START LISTED RECORDS
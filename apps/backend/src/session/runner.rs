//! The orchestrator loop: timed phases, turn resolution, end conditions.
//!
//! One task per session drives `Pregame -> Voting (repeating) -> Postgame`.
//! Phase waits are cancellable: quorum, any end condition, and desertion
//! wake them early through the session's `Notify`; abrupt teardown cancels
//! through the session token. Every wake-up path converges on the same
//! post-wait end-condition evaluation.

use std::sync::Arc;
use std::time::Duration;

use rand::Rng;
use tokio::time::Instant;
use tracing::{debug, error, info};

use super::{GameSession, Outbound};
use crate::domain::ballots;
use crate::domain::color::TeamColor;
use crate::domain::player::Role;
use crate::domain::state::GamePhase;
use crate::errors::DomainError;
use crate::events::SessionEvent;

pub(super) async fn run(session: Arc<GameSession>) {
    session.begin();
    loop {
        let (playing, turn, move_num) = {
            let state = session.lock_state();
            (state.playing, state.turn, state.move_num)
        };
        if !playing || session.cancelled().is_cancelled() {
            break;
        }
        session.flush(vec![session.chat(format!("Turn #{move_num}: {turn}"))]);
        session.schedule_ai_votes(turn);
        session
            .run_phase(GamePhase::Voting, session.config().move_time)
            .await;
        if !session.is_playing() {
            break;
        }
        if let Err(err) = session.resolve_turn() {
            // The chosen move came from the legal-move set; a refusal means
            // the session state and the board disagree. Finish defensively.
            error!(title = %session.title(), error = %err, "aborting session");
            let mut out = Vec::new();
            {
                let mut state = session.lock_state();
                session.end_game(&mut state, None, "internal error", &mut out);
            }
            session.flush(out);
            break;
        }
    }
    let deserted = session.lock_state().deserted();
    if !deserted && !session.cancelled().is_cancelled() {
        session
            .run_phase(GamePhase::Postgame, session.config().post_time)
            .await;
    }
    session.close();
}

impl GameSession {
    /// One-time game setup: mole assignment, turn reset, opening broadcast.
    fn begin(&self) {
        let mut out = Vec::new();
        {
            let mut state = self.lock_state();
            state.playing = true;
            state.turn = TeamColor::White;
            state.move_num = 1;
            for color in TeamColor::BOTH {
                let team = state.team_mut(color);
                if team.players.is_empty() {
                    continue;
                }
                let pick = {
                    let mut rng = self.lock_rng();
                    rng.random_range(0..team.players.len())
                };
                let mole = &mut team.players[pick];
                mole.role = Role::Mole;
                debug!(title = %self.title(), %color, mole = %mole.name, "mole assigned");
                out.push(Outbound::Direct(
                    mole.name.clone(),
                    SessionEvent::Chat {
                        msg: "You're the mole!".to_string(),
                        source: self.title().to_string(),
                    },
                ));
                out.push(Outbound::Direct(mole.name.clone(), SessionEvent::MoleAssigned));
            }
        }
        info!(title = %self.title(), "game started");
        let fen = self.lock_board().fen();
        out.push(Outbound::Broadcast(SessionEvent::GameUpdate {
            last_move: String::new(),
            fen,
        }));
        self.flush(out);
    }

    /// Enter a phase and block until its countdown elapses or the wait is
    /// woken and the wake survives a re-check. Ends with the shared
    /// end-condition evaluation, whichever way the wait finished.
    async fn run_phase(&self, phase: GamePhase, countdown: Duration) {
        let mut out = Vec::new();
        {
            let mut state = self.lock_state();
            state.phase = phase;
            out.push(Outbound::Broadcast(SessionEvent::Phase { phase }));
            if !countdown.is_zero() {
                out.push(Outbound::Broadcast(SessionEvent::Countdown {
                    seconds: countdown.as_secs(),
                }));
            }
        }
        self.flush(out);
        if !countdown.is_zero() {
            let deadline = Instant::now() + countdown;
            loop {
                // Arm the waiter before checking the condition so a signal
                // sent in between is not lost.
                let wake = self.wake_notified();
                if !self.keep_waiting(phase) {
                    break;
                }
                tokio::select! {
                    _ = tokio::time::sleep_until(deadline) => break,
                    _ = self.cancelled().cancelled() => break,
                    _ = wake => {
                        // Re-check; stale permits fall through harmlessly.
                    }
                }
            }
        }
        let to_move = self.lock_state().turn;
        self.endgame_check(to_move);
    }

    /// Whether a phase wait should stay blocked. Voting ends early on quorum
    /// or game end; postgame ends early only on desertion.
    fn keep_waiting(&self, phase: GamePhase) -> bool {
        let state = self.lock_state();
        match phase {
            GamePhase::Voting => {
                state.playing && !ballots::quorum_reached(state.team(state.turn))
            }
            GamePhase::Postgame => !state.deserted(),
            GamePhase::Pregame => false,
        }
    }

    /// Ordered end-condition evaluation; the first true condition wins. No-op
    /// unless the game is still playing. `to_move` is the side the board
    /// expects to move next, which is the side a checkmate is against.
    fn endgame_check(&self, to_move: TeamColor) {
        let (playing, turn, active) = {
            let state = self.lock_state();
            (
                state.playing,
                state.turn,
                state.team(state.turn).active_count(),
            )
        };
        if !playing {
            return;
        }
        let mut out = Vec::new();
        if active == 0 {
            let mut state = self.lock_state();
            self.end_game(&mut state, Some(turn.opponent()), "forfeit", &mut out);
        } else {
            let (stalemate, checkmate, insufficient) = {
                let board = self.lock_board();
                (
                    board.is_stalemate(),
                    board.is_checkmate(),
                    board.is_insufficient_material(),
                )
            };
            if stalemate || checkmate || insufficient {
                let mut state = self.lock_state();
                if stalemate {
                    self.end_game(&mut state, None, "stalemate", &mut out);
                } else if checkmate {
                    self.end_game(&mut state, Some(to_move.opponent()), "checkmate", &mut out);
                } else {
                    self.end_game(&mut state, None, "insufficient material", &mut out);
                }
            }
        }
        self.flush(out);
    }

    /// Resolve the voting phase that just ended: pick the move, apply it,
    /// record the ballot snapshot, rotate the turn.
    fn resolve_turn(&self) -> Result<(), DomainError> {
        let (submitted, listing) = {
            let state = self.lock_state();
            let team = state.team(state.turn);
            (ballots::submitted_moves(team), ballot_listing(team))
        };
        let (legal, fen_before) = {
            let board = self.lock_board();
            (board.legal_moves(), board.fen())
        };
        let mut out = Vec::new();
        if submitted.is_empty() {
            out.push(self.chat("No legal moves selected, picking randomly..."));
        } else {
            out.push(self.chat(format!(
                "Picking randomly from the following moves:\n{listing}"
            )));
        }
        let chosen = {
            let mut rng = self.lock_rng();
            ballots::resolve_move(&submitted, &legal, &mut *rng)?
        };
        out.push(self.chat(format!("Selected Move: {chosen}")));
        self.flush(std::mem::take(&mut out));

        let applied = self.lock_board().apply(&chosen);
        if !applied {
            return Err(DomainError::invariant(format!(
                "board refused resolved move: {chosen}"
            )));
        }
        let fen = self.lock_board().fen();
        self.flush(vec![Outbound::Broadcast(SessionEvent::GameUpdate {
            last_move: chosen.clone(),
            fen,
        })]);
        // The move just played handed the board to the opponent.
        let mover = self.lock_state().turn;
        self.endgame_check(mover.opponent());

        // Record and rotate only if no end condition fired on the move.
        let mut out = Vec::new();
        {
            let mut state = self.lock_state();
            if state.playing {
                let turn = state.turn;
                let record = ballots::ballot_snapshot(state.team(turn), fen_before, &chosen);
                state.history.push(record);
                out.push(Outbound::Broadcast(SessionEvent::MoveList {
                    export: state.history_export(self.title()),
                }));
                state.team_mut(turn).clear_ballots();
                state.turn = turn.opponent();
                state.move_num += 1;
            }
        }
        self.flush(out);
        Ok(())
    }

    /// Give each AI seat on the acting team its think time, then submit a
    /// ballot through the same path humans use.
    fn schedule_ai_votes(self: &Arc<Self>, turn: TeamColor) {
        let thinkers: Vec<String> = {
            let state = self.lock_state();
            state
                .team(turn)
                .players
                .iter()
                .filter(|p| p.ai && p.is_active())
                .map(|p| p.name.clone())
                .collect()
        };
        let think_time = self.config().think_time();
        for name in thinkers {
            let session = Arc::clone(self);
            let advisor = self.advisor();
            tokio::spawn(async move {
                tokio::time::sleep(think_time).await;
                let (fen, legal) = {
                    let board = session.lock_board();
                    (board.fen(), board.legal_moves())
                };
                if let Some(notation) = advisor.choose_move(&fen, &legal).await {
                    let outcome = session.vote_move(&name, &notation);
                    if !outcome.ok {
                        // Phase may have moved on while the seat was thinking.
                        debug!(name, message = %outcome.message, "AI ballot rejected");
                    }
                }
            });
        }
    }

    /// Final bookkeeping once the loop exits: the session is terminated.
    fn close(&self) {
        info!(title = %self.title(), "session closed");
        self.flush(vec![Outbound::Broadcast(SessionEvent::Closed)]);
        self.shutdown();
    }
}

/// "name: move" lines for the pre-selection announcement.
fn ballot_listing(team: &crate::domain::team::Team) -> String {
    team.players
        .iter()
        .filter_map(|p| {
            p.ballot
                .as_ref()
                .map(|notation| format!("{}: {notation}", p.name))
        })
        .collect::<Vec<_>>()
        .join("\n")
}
END LISTED RECORDS
AIM OF THE EXERCISE » Reproduce the lines of the records exactly, from the first one through the line that contains "use crate::errors::DomainError;".

TASK SOLUTION »
filename apps/backend/src/session/runner.rs
//! The orchestrator loop: timed phases, turn resolution, end conditions.
//!
//! One task per session drives `Pregame -> Voting (repeating) -> Postgame`.
//! Phase waits are cancellable: quorum, any end condition, and desertion
//! wake them early through the session's `Notify`; abrupt teardown cancels
//! through the session token. Every wake-up path converges on the same
//! post-wait end-condition evaluation.

use std::sync::Arc;
use std::time::Duration;

use rand::Rng;
use tokio::time::Instant;
use tracing::{debug, error, info};

use super::{GameSession, Outbound};
use crate::domain::ballots;
use crate::domain::color::TeamColor;
use crate::domain::player::Role;
use crate::domain::state::GamePhase;
use crate::errors::DomainError;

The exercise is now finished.